### Problem to work on
Each line in the records below that has the word "height" should be copied.

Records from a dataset
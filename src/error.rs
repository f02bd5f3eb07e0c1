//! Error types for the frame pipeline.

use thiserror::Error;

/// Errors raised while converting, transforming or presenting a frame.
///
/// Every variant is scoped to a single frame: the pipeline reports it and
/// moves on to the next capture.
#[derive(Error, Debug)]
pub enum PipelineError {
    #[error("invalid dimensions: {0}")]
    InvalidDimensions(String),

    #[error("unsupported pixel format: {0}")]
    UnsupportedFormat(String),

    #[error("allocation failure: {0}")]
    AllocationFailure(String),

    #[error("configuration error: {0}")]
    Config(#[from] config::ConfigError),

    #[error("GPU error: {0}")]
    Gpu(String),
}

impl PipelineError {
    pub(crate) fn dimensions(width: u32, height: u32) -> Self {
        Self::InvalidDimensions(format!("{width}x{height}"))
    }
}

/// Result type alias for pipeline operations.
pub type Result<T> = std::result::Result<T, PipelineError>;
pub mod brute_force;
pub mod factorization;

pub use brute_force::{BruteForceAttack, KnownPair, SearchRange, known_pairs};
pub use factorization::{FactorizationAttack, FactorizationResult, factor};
==
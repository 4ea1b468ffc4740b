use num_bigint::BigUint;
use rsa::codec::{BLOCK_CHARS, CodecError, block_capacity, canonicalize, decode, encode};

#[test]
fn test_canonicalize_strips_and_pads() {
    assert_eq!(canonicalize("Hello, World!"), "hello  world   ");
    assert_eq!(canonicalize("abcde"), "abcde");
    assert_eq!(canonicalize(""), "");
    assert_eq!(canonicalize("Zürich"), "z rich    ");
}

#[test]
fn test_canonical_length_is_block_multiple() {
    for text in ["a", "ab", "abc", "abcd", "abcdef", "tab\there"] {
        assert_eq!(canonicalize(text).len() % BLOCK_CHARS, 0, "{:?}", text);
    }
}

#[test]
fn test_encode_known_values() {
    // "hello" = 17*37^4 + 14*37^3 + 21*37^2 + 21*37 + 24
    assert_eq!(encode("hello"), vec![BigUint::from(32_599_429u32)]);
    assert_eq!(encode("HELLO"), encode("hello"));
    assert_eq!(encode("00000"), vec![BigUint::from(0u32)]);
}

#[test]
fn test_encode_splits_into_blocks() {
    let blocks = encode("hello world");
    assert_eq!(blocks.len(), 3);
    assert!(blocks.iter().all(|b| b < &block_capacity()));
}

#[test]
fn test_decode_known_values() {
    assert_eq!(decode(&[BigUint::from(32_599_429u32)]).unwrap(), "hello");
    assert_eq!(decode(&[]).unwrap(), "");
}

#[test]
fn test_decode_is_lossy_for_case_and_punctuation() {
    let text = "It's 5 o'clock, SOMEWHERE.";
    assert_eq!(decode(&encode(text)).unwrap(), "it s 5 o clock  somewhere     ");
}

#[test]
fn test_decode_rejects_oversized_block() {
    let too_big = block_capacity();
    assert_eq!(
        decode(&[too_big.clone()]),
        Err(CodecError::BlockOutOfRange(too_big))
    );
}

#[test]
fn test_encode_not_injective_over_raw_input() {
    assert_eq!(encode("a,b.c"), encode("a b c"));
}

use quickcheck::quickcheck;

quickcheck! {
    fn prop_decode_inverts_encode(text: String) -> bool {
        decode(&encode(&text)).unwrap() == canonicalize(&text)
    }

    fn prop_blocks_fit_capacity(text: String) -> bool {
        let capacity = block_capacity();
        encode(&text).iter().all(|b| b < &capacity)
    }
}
...
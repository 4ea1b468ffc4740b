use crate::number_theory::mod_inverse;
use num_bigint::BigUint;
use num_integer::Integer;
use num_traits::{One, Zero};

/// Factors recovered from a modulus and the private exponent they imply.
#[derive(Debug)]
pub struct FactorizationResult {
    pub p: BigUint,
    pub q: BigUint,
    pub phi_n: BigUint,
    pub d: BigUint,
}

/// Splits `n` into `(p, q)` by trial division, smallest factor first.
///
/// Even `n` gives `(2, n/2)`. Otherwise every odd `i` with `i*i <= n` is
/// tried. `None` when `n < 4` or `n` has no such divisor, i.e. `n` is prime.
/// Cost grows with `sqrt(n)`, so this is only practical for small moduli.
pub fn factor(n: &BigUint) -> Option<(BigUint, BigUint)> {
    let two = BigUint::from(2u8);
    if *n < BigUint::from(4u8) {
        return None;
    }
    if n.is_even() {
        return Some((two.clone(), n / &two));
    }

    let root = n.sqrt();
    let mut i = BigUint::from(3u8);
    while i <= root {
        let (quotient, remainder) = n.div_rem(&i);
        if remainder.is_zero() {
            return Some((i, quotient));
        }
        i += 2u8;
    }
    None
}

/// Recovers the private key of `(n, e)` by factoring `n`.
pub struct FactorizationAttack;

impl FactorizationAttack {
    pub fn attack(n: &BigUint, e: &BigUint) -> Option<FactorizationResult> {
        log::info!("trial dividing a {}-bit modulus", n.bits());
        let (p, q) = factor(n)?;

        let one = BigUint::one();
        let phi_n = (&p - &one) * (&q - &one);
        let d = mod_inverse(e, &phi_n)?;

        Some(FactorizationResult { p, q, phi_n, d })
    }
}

### Answer section
    pub(crate) fn dimensions(width: u32, height: u32) -> Self {
        Self::InvalidDimensions(format!("{width}x{height}"))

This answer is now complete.